История Дарра Дубраули как первопредка не может не соотноситься и с Библией: не случайно они с Лисятой неявно, но настойчиво сопоставляются с Адамом и Евой. Но этого мало! Дарр Дубраули, умирающий и воскресающий дух-покровитель, не только приносит воронам благую весть об именах и кормит их появляющейся из ниоткуда человеческой плотью, но и погибает первый раз от того, что римлянин прободил ему ребро древом. Евангельские мотивы оказываются введены совсем в иную систему: в мире романа ничего нельзя искупить; Дарр и сам толком не понимает, куда водит людей, потому что они сами всё это придумали, да и вывести их он может только обратно в земную жизнь. Воспитанный в католичестве, Краули – как и Джойс, и Лем – не может избавиться от его категориальной сетки, но воспринимает христианство как еще один миф, то есть еще одну версию всё той же неизменной истории.
И, поскольку перед нами миф, разыгрывающийся снова и снова, роман строится на сложной системе лейтмотивов, которые каждый раз возникают с некоторыми изменениями.
Так, например, две бессмертные вороны отражают друг друга: у Лисяты всё как у Дарра, но наоборот. Он самец, она самка; он умирает и воскресает, она живет, но когда умирает – то навсегда; он зачинает, она сидит на яйцах; она богиня-королева, он культурный герой-одиночка; она облетает мир на восток, он на запад. Первое событие жизни Дарра – его падение из гнезда: с самого начала он там, где вовсе нет ворон (потому что есть Ворона), у него есть индивидуальное время, а значит, индивидуальная история; у Лисяты же нет истории в Ка. Путь Дарра – из Ка в Имр (в финале он попытается пойти в обратную сторону – но это лишь заявлено, а не показано в тексте); путь Лисяты – из Имра в Ка. Она – порождение Имра, но стремится к окончательной смерти, которая существует только в Ка.
В каждой новой жизни Дарра Дубраули меняется и возраст людей, рядом с которыми он живет в Имре. Лисья Шапка для него всегда девочка в лесу, ребенок-подруга (Певец – учитель и символический отец для них обоих). Брат – это брат, ровесник. Одноухий по возрасту сравним с монахом, но у того детей нет и быть не может (он младший брат в своем клане), а у индейца все родичи умерли: Одноухий – старший, если не по рождению, то по возрасту. Анна Кун – мать не только доктора Гергесгеймера, но и мертвых, которые приходят к ней. Безымянный рассказчик – старик, рядом с которым – ребенок, попавший на Ту Сторону и вернувшийся в мир живых: круг замкнулся.

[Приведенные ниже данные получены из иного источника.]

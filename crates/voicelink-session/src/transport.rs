use async_trait::async_trait;
use futures_util::{SinkExt, StreamExt};
use tokio::net::TcpStream;
use tokio_tungstenite::tungstenite::Message;
use tokio_tungstenite::{connect_async, MaybeTlsStream, WebSocketStream};
use voicelink_core::SessionError;

/// One duplex wire frame. Text frames carry provider control envelopes,
/// binary frames carry raw audio bytes; the two are never mixed.
#[derive(Debug, Clone, PartialEq, Eq)]
pub enum Frame {
    Text(String),
    Binary(Vec<u8>),
}

/// A persistent duplex connection. The session state machine only sees this
/// seam, so provider sockets and in-process test pipes are interchangeable.
#[async_trait]
pub trait Transport: Send {
    async fn send(&mut self, frame: Frame) -> Result<(), SessionError>;

    /// The next inbound frame, `None` once the peer has closed.
    async fn next(&mut self) -> Option<Result<Frame, SessionError>>;

    async fn close(&mut self);
}

// ── WsTransport ───────────────────────────────────────────────

pub struct WsTransport {
    inner: WebSocketStream<MaybeTlsStream<TcpStream>>,
}

impl WsTransport {
    pub async fn connect(url: &str) -> Result<Self, SessionError> {
        let (inner, _response) = connect_async(url)
            .await
            .map_err(|e| SessionError::Connection(e.to_string()))?;
        tracing::debug!("websocket connected");
        Ok(Self { inner })
    }
}

#[async_trait]
impl Transport for WsTransport {
    async fn send(&mut self, frame: Frame) -> Result<(), SessionError> {
        let message = match frame {
            Frame::Text(text) => Message::Text(text),
            Frame::Binary(bytes) => Message::Binary(bytes),
        };
        self.inner
            .send(message)
            .await
            .map_err(|e| SessionError::Connection(e.to_string()))
    }

    async fn next(&mut self) -> Option<Result<Frame, SessionError>> {
        while let Some(item) = self.inner.next().await {
            match item {
                Ok(Message::Text(text)) => return Some(Ok(Frame::Text(text))),
                Ok(Message::Binary(bytes)) => return Some(Ok(Frame::Binary(bytes))),
                // Control frames are handled by the protocol layer
                Ok(Message::Ping(_)) | Ok(Message::Pong(_)) | Ok(Message::Frame(_)) => {}
                Ok(Message::Close(_)) => return None,
                Err(e) => return Some(Err(SessionError::Connection(e.to_string()))),
            }
        }
        None
    }

    async fn close(&mut self) {
        let _ = self.inner.close(None).await;
    }
}

// ── ChannelTransport ──────────────────────────────────────────

use tokio::sync::mpsc;

/// In-process transport backed by a channel pair. Stands in for a provider
/// socket in tests and local simulations: the handle side observes what the
/// session sends and injects inbound frames.
pub struct ChannelTransport {
    outbound: mpsc::UnboundedSender<Frame>,
    inbound: mpsc::UnboundedReceiver<Result<Frame, SessionError>>,
    closed: bool,
}

pub struct ChannelHandle {
    /// Frames the session wrote to the wire.
    pub sent: mpsc::UnboundedReceiver<Frame>,
    /// Inject inbound frames as if the provider had sent them.
    pub inject: mpsc::UnboundedSender<Result<Frame, SessionError>>,
}

impl ChannelTransport {
    pub fn pair() -> (Self, ChannelHandle) {
        let (outbound_tx, outbound_rx) = mpsc::unbounded_channel();
        let (inbound_tx, inbound_rx) = mpsc::unbounded_channel();
        (
            Self {
                outbound: outbound_tx,
                inbound: inbound_rx,
                closed: false,
            },
            ChannelHandle {
                sent: outbound_rx,
                inject: inbound_tx,
            },
        )
    }
}

#[async_trait]
impl Transport for ChannelTransport {
    async fn send(&mut self, frame: Frame) -> Result<(), SessionError> {
        if self.closed {
            return Err(SessionError::Connection("transport closed".to_string()));
        }
        self.outbound
            .send(frame)
            .map_err(|_| SessionError::Connection("peer gone".to_string()))
    }

    async fn next(&mut self) -> Option<Result<Frame, SessionError>> {
        if self.closed {
            return None;
        }
        self.inbound.recv().await
    }

    async fn close(&mut self) {
        self.closed = true;
    }
}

Чем дальше мы продвигаемся, тем более эскизными становятся персонажи-люди; и роль Дарра в отношениях с ними меняется. И в начале, и в конце романа Дарр – проводник, Вергилий для своих Данте; но в третьей, американской части он – помощник собирателя душ, то есть действительно птица смерти, атрибут и спутник психопомпа. Здесь Дарр – не субъект, а объект, он становится тем, что нужно Имру в данный момент: с Анной Кун он даже не разговаривает, не понимает, какие истории ей приносит и зачем, – лишь чувствует невыразимое, как и подобает персонажу эпохи романтизма (запоздалого американского романтизма).
В главах о Новом Свете показаны три лица смерти: Одноухий – тот, кто приводит людей Туда; Анна Кун – та, кто приводит мертвых к живым; и доктор Гергесгеймер – тот, кто просто вырывает живых из жизни и бросает в Иное, как он это сделал с дочерью Улитки.

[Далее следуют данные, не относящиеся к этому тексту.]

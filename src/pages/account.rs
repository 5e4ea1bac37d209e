//! Subscription status and wallet balance tiles.

#[cfg(test)]
#[path = "account_test.rs"]
mod account_test;

use crate::dispatch::Dispatcher;
use crate::models::{SubscriptionResponse, WalletResponse};

pub const SUBSCRIPTION_ENDPOINT: &str = "/api/subscription";
pub const WALLET_ENDPOINT: &str = "/api/wallet";

#[derive(Debug, Clone, Copy, PartialEq, Eq)]
pub enum SubscriptionStatus {
    /// `None` when the backend has no count for the subscription.
    Active { meals_remaining: Option<i64> },
    None,
    Unavailable,
}

impl SubscriptionStatus {
    #[must_use]
    pub fn label(self) -> &'static str {
        match self {
            Self::Active { .. } => "Active",
            Self::None => "None",
            Self::Unavailable => "Error",
        }
    }

    /// Meals left, or `-` when there is no count to show.
    #[must_use]
    pub fn meals_remaining_text(self) -> String {
        match self {
            Self::Active { meals_remaining: Some(count) } => count.to_string(),
            Self::Active { meals_remaining: None } | Self::None | Self::Unavailable => "-".to_owned(),
        }
    }
}

/// The two dashboard tiles, loaded one after the other.
#[derive(Debug, Clone, Copy, PartialEq)]
pub struct AccountSummary {
    pub subscription: SubscriptionStatus,
    /// Roubles. Unknown balances display as zero.
    pub balance: f64,
}

pub async fn load_subscription(dispatcher: &Dispatcher) -> SubscriptionStatus {
    match dispatcher.get_json::<SubscriptionResponse>(SUBSCRIPTION_ENDPOINT).await {
        Ok(body) => match body.subscription {
            Some(sub) => SubscriptionStatus::Active { meals_remaining: sub.meals_remaining },
            None => SubscriptionStatus::None,
        },
        Err(e) => {
            tracing::warn!(error = %e, "subscription unavailable");
            SubscriptionStatus::Unavailable
        }
    }
}

/// Wallet balance; no wallet and any failure both read as zero.
pub async fn load_balance(dispatcher: &Dispatcher) -> f64 {
    match dispatcher.get_json::<WalletResponse>(WALLET_ENDPOINT).await {
        Ok(body) => body.wallet.map_or(0.0, |w| w.balance),
        Err(e) => {
            tracing::warn!(error = %e, "wallet unavailable");
            0.0
        }
    }
}

pub async fn load_account_summary(dispatcher: &Dispatcher) -> AccountSummary {
    let subscription = load_subscription(dispatcher).await;
    let balance = load_balance(dispatcher).await;
    AccountSummary { subscription, balance }
}

#[must_use]
pub fn format_balance(balance: f64) -> String {
    format!("{balance:.2} ₽")
}

#[must_use]
pub fn render_account_summary(summary: &AccountSummary) -> String {
    format!(
        concat!(
            r#"<div class="stat subscription"><span class="stat-label">Subscription</span>"#,
            r#"<span class="stat-value">{}</span></div>"#,
            r#"<div class="stat meals"><span class="stat-label">Meals remaining</span>"#,
            r#"<span class="stat-value">{}</span></div>"#,
            r#"<div class="stat balance"><span class="stat-label">Balance</span>"#,
            r#"<span class="stat-value">{}</span></div>"#,
        ),
        summary.subscription.label(),
        summary.subscription.meals_remaining_text(),
        format_balance(summary.balance),
    )
}
//! Error types shared by the transport, session manager, and dispatcher.
//!
//! Page loaders never surface these to the page; they collapse failures into
//! an explicit "unavailable" view state instead.

/// Failure below the HTTP layer: the request never produced a status code.
#[derive(Debug, Clone, PartialEq, Eq, thiserror::Error)]
pub enum TransportError {
    /// The request could not be sent (DNS, connect, TLS, timeout).
    #[error("request failed: {0}")]
    Request(String),

    /// A status line arrived but the body could not be read.
    #[error("response body read failed: {0}")]
    Body(String),
}

/// Errors produced by authenticated API operations.
#[derive(Debug, thiserror::Error)]
pub enum ApiError {
    /// Transport failures propagate unchanged to the caller.
    #[error(transparent)]
    Transport(#[from] TransportError),

    /// The server answered with a non-success status.
    #[error("server returned {status}: {message}")]
    Status { status: u16, message: String },

    /// The response body did not match the expected JSON shape.
    #[error("response decode failed: {0}")]
    Decode(String),

    /// The operation needs a stored session and none is present.
    #[error("not signed in; log in first")]
    NotAuthenticated,
}

impl ApiError {
    /// Build a status error, preferring the server's `{"error": "..."}` message
    /// over the raw body.
    #[must_use]
    pub fn from_status(status: u16, body: &str) -> Self {
        #[derive(serde::Deserialize)]
        struct ErrorBody {
            error: String,
        }

        let message = match serde_json::from_str::<ErrorBody>(body) {
            Ok(parsed) => parsed.error,
            Err(_) if body.trim().is_empty() => "empty response".to_owned(),
            Err(_) => body.trim().to_owned(),
        };
        Self::Status { status, message }
    }
}

/// A configuration value could not be used.
#[derive(Debug, Clone, PartialEq, Eq, thiserror::Error)]
pub enum ConfigError {
    /// The base URL is empty or lacks an http(s) scheme.
    #[error("invalid base URL: {0}")]
    InvalidBaseUrl(String),
}
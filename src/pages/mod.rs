//! Page loaders for the student dashboard and menu pages.
//!
//! SYSTEM CONTEXT
//! ==============
//! Each loader issues dispatcher calls, reads one known JSON shape, and
//! returns a view state. Failures never escape a loader: they become an
//! explicit `Unavailable` (or zero-balance) state so the page always renders
//! something. `render_*` functions turn those states into HTML fragments.

pub mod account;
pub mod activity;
pub mod menu;

/// Escape text for interpolation into HTML element content or attributes.
#[must_use]
pub fn escape_html(raw: &str) -> String {
    let mut out = String::with_capacity(raw.len());
    for c in raw.chars() {
        match c {
            '&' => out.push_str("&amp;"),
            '<' => out.push_str("&lt;"),
            '>' => out.push_str("&gt;"),
            '"' => out.push_str("&quot;"),
            '\'' => out.push_str("&#39;"),
            _ => out.push(c),
        }
    }
    out
}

Гергесгеймер – персонаж на первый взгляд почти случайный: он единственный не связан напрямую с миром мертвых. Но это и есть его функция в романе: он пытается лишить смерть смысла и тем самым начинает уничтожение Имра. «Мертвая Ворона – это мертвая Ворона», в человеке нет ни следа духа или души. Гергесгеймер, по сути, пытается превратить Имр в Ка, мир без посмертия, – и превращает дочь Улитки из существа Ка в создание Имра: он извращает и культуру, и природу. Гергесгеймер – не просто демонизированный материалист, который готовит свое дьявольское лекарство из смерти Ворон. Краули, как и в «Эгипте», разыгрывает перед читателем гностический миф: дочь Улитки – София, душа мира, которую пленил злой демиург с манком на шнурке из змеиной кожи, владеющий темной восточной магией; Дарр спасает ее, как мистический Христос, путем священного брака, через любовь; они вместе вылетают в окно, за пределы ложного мира, но для этого Дарру приходится спуститься в самую глубину царства Демиурга, которого София ошибочно принимает за Истинного Бога и называет Он.

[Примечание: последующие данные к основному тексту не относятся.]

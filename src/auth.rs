//! Session manager: token lifecycle against `/api/auth/*`.
//!
//! SYSTEM CONTEXT
//! ==============
//! Wraps a [`SessionStore`] with the network operations that change it: login,
//! logout, and refresh. The dispatcher calls [`SessionManager::refresh_token`]
//! when a request comes back unauthorized.
//!
//! ERROR HANDLING
//! ==============
//! Logout cannot fail: the server notification is attempted and its outcome
//! discarded, then the session is cleared and the navigator sent to login.
//! Refresh failures of any kind end in that same logout and yield `None`.

#[cfg(test)]
#[path = "auth_test.rs"]
mod auth_test;

use std::fmt;
use std::sync::Arc;

use futures::lock::Mutex;

use crate::error::ApiError;
use crate::models::{LoginRequest, LoginResponse, RefreshResponse};
use crate::navigation::Navigator;
use crate::session::{Role, SessionStore, UserProfile};
use crate::transport::{ApiRequest, Headers, HttpTransport, Method};

pub const LOGIN_ENDPOINT: &str = "/api/auth/login";
pub const LOGOUT_ENDPOINT: &str = "/api/auth/logout";
pub const REFRESH_ENDPOINT: &str = "/api/auth/refresh";
pub const ME_ENDPOINT: &str = "/api/auth/me";

pub(crate) const AUTHORIZATION: &str = "Authorization";
pub(crate) const CONTENT_TYPE: &str = "Content-Type";
pub(crate) const JSON_CONTENT_TYPE: &str = "application/json";

/// `Bearer <token>`, or an empty value when there is no token.
pub(crate) fn bearer(token: Option<&str>) -> String {
    token.map(|t| format!("Bearer {t}")).unwrap_or_default()
}

#[derive(Clone)]
pub struct SessionManager {
    store: SessionStore,
    transport: Arc<dyn HttpTransport>,
    navigator: Arc<dyn Navigator>,
    base_url: String,
    /// Shared by every clone, so dispatchers over one session refresh once.
    refresh_gate: Arc<Mutex<()>>,
}

impl fmt::Debug for SessionManager {
    fn fmt(&self, f: &mut fmt::Formatter<'_>) -> fmt::Result {
        f.debug_struct("SessionManager")
            .field("base_url", &self.base_url)
            .finish_non_exhaustive()
    }
}

impl SessionManager {
    /// `base_url` is prefixed to every API path; pass `""` for same-origin
    /// browser requests.
    pub fn new(
        store: SessionStore,
        transport: Arc<dyn HttpTransport>,
        navigator: Arc<dyn Navigator>,
        base_url: impl Into<String>,
    ) -> Self {
        let base_url = base_url.into().trim_end_matches('/').to_owned();
        Self { store, transport, navigator, base_url, refresh_gate: Arc::new(Mutex::new(())) }
    }

    #[must_use]
    pub fn store(&self) -> &SessionStore {
        &self.store
    }

    pub(crate) fn transport(&self) -> &dyn HttpTransport {
        self.transport.as_ref()
    }

    pub(crate) fn refresh_gate(&self) -> &Mutex<()> {
        &self.refresh_gate
    }

    /// Resolve an API path against the base URL. Absolute URLs pass through.
    #[must_use]
    pub fn url(&self, path: &str) -> String {
        if path.starts_with("http://") || path.starts_with("https://") {
            path.to_owned()
        } else {
            format!("{}{}", self.base_url, path)
        }
    }

    // =========================================================================
    // LOCAL QUERIES
    // =========================================================================

    #[must_use]
    pub fn access_token(&self) -> Option<String> {
        self.store.access_token()
    }

    #[must_use]
    pub fn stored_refresh_token(&self) -> Option<String> {
        self.store.refresh_token()
    }

    #[must_use]
    pub fn user(&self) -> Option<UserProfile> {
        self.store.user()
    }

    #[must_use]
    pub fn is_authenticated(&self) -> bool {
        self.store.is_authenticated()
    }

    #[must_use]
    pub fn has_role(&self, role: Role) -> bool {
        self.store.has_role(role)
    }

    /// Fail fast before work that needs a stored session.
    ///
    /// # Errors
    ///
    /// Returns [`ApiError::NotAuthenticated`] when no access token is stored.
    pub fn ensure_authenticated(&self) -> Result<(), ApiError> {
        if self.store.is_authenticated() { Ok(()) } else { Err(ApiError::NotAuthenticated) }
    }

    /// Home page for the stored user's role. Unknown roles have none.
    #[must_use]
    pub fn landing_path(&self) -> Option<&'static str> {
        self.store.user()?.role().map(Role::landing_path)
    }

    /// Name for the page header, if someone is signed in.
    #[must_use]
    pub fn display_name(&self) -> Option<String> {
        self.store.user().map(|u| u.full_name)
    }

    /// Page guard: send the browser to login unless the stored user holds
    /// exactly `role`. Returns whether the page may render.
    pub fn require_role(&self, role: Role) -> bool {
        if self.store.has_role(role) {
            return true;
        }
        tracing::debug!(required = %role, "role guard redirecting to login");
        self.navigator.go_to_login();
        false
    }

    // =========================================================================
    // NETWORK OPERATIONS
    // =========================================================================

    /// Exchange credentials for a session and store it.
    ///
    /// # Errors
    ///
    /// Returns [`ApiError::Status`] when the server rejects the credentials,
    /// [`ApiError::Decode`] for an unexpected body, and
    /// [`ApiError::Transport`] when the request never completes.
    pub async fn login(&self, email: &str, password: &str) -> Result<UserProfile, ApiError> {
        let body = serde_json::to_string(&LoginRequest { email, password })
            .map_err(|e| ApiError::Decode(e.to_string()))?;
        let mut headers = Headers::new();
        headers.set(CONTENT_TYPE, JSON_CONTENT_TYPE);
        let request = ApiRequest { method: Method::Post, url: self.url(LOGIN_ENDPOINT), headers, body: Some(body) };

        let login: LoginResponse = self.transport.send(request).await?.into_json()?;
        self.store
            .save_login(&login.access_token, &login.refresh_token, &login.user);
        tracing::info!(user_id = login.user.id, role = %login.user.role, "logged in");
        Ok(login.user)
    }

    /// Tell the server (best-effort), clear every slot, go to login.
    pub async fn logout(&self) {
        let mut headers = Headers::new();
        if let Some(token) = self.store.access_token() {
            headers.set(AUTHORIZATION, bearer(Some(&token)));
        }
        let request = ApiRequest { method: Method::Post, url: self.url(LOGOUT_ENDPOINT), headers, body: None };

        match self.transport.send(request).await {
            Ok(response) => tracing::debug!(status = response.status, "logout notified"),
            Err(e) => tracing::warn!(error = %e, "logout notification failed; clearing session anyway"),
        }

        self.store.clear();
        self.navigator.go_to_login();
        tracing::info!("session cleared");
    }

    /// One attempt to trade the refresh token for a new access token.
    ///
    /// Any failure, including a missing refresh token, performs a full
    /// [`logout`](Self::logout) and yields `None`.
    pub async fn refresh_token(&self) -> Option<String> {
        let Some(refresh) = self.store.refresh_token() else {
            tracing::debug!("no refresh token stored");
            self.logout().await;
            return None;
        };

        let mut headers = Headers::new();
        headers.set(AUTHORIZATION, bearer(Some(&refresh)));
        let request = ApiRequest { method: Method::Post, url: self.url(REFRESH_ENDPOINT), headers, body: None };

        let outcome = match self.transport.send(request).await {
            Ok(response) if response.ok() => response
                .json::<RefreshResponse>()
                .map(|body| body.access_token)
                .map_err(|e| e.to_string()),
            Ok(response) => Err(format!("refresh rejected with status {}", response.status)),
            Err(e) => Err(e.to_string()),
        };

        match outcome {
            Ok(token) if !token.is_empty() => {
                self.store.set_access_token(&token);
                tracing::info!("access token refreshed");
                Some(token)
            }
            Ok(_) => {
                tracing::warn!("refresh returned an empty access token");
                self.logout().await;
                None
            }
            Err(reason) => {
                tracing::warn!(%reason, "token refresh failed");
                self.logout().await;
                None
            }
        }
    }
}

Не случайно именно на историю Дарра и дочери Улитки приходится наибольшее число внутренних рифм и отражений. Рядом с юным Дарром было три самца: Отец, Бродяга и Служитель. В дальнейшем он оказывается в роли каждого, и в последней главе третьей части он – Служитель. При этом его многочисленное потомство безымянно, оно не существует в Имре, за исключением дочери Улитки, которой он в прямом смысле даже не отец. Она – отражение Дарра: тот добровольно и по любопытству попал в Имр, а дочь Улитки доктор Гергесгеймер забрал в Имр насильно и навечно. Она не может полностью вернуться в Ка и навсегда остается там птенцом (ущербный вариант Питера Пэна); это не мешает Дарру ее соблазнить/спасти и стать ей супругом, что является инцестом не формально, но по сути. И одновременно дочь Улитки – отражение На Вишни, то есть Эвридика, которую удалось отобрать у Аида, но в последний момент она всё равно погибает и губит всех вокруг. И кроме того, повествователь впервые упоминает, что некоторые вороны любят огонь и дым, когда Дарр летит на поклюв, к Лисяте, еще одной вороне, которая ушла от него в окончательную смерть. И наконец, Улитка напоминала Дарру Анну Кун, так что ее дочь напрямую соотносится с Гергесгеймером, сыном Анны.